## Task statement
Look through the data below for the string "Option", and copy every line where it turns up.
** Dataset extract follows **
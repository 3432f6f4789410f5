//! Generic pose consumer.
//!
//! A [`PoseConsumer`] follows one device, picked per tick by its
//! [`DeviceSelector`], and keeps the last usable pose in the consumer's
//! left-handed convention. Invalid samples are never applied: the previous
//! pose stays and `is_valid` goes false.

use crate::bus::{Notification, Subscription};
use crate::source::TrackingFrame;
use crate::types::{ButtonId, ControllerRole, NotificationKinds, Pose};

/// How a consumer picks its device.
#[derive(Debug, Clone, PartialEq, Eq)]
pub enum DeviceSelector {
    /// A fixed slot index.
    FixedIndex(u32),
    /// Whatever device currently resolves to this binding name, through
    /// either binding table.
    BoundBySerial(String),
    /// The controller the runtime assigns to this hand.
    RoleBySteamVrRole(ControllerRole),
}

/// A button transition on the followed device.
#[derive(Debug, Clone, Copy, PartialEq, Eq)]
pub struct ButtonEvent {
    pub button: ButtonId,
    pub pressed: bool,
}

pub struct PoseConsumer {
    selector: DeviceSelector,
    device_index: Option<u32>,
    valid: bool,
    connected: bool,
    pose: Option<Pose>,
    buttons: Vec<ButtonEvent>,
}

impl PoseConsumer {
    pub fn new(selector: DeviceSelector) -> Self {
        let device_index = match selector {
            DeviceSelector::FixedIndex(i) => Some(i),
            _ => None,
        };
        Self {
            selector,
            device_index,
            valid: false,
            connected: false,
            pose: None,
            buttons: Vec::new(),
        }
    }

    pub fn selector(&self) -> &DeviceSelector {
        &self.selector
    }

    /// Notification kinds this consumer reacts to.
    pub fn kinds(&self) -> NotificationKinds {
        match self.selector {
            DeviceSelector::FixedIndex(_) => NotificationKinds::POSES | NotificationKinds::BUTTON,
            DeviceSelector::BoundBySerial(_) => {
                NotificationKinds::POSES
                    | NotificationKinds::BOUND_POSE
                    | NotificationKinds::CONNECTION
                    | NotificationKinds::ROLES_CHANGED
                    | NotificationKinds::BUTTON
            }
            DeviceSelector::RoleBySteamVrRole(_) => {
                NotificationKinds::POSES | NotificationKinds::CONNECTION | NotificationKinds::BUTTON
            }
        }
    }

    /// Slot currently followed, if any.
    pub fn device_index(&self) -> Option<u32> {
        self.device_index
    }

    pub fn is_valid(&self) -> bool {
        self.valid
    }

    pub fn is_connected(&self) -> bool {
        self.connected
    }

    /// Last applied pose, left-handed. Only current while `is_valid`.
    pub fn pose(&self) -> Option<&Pose> {
        self.pose.as_ref()
    }

    /// Button transitions seen since the last call.
    pub fn take_button_events(&mut self) -> Vec<ButtonEvent> {
        std::mem::take(&mut self.buttons)
    }

    /// Feed everything queued on `subscription`. Returns how many
    /// notifications were read.
    pub fn pump(&mut self, subscription: &Subscription) -> usize {
        let mut n = 0;
        while let Some(notification) = subscription.try_recv() {
            self.observe(&notification);
            n += 1;
        }
        n
    }

    /// React to one notification. Returns true if a new pose was applied.
    pub fn observe(&mut self, notification: &Notification) -> bool {
        match notification {
            Notification::NewPoses(frame) => self.on_new_poses(frame),
            Notification::BoundPose { binding, pose, index } => match &self.selector {
                DeviceSelector::BoundBySerial(name) if name == binding => {
                    self.device_index = Some(*index);
                    self.apply(pose)
                }
                _ => false,
            },
            Notification::DeviceConnected { index, connected } => {
                if !connected && self.device_index == Some(*index) {
                    self.valid = false;
                    self.connected = false;
                }
                false
            }
            Notification::TrackerRolesChanged => {
                if matches!(self.selector, DeviceSelector::BoundBySerial(_)) {
                    self.valid = false;
                    self.connected = false;
                }
                false
            }
            Notification::ButtonChanged { index, button, pressed } => {
                if self.device_index == Some(*index) {
                    self.buttons.push(ButtonEvent {
                        button: *button,
                        pressed: *pressed,
                    });
                }
                false
            }
            Notification::DeviceRoleChanged { .. } | Notification::RuntimeQuit => false,
        }
    }

    fn on_new_poses(&mut self, frame: &TrackingFrame) -> bool {
        let index = match self.selector {
            DeviceSelector::FixedIndex(i) => Some(i),
            DeviceSelector::RoleBySteamVrRole(role) => frame.controller_roles.index_for(role),
            DeviceSelector::BoundBySerial(_) => {
                // A bound pose follows in this tick if the device is still
                // tracked; until then it is not valid.
                self.valid = false;
                return false;
            }
        };
        self.device_index = index;
        self.valid = false;

        match index.and_then(|i| frame.pose(i)) {
            Some(pose) => self.apply(pose),
            None => {
                self.connected = false;
                false
            }
        }
    }

    fn apply(&mut self, pose: &Pose) -> bool {
        self.connected = pose.connected;
        self.valid = pose.is_tracked();
        if self.valid {
            self.pose = Some(pose.to_left_handed());
        }
        self.valid
    }
}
** End of Dataset extract **
## Completed exercise
    device_index: Option<u32>,
    pose: Option<Pose>,
    pub fn device_index(&self) -> Option<u32> {
    pub fn pose(&self) -> Option<&Pose> {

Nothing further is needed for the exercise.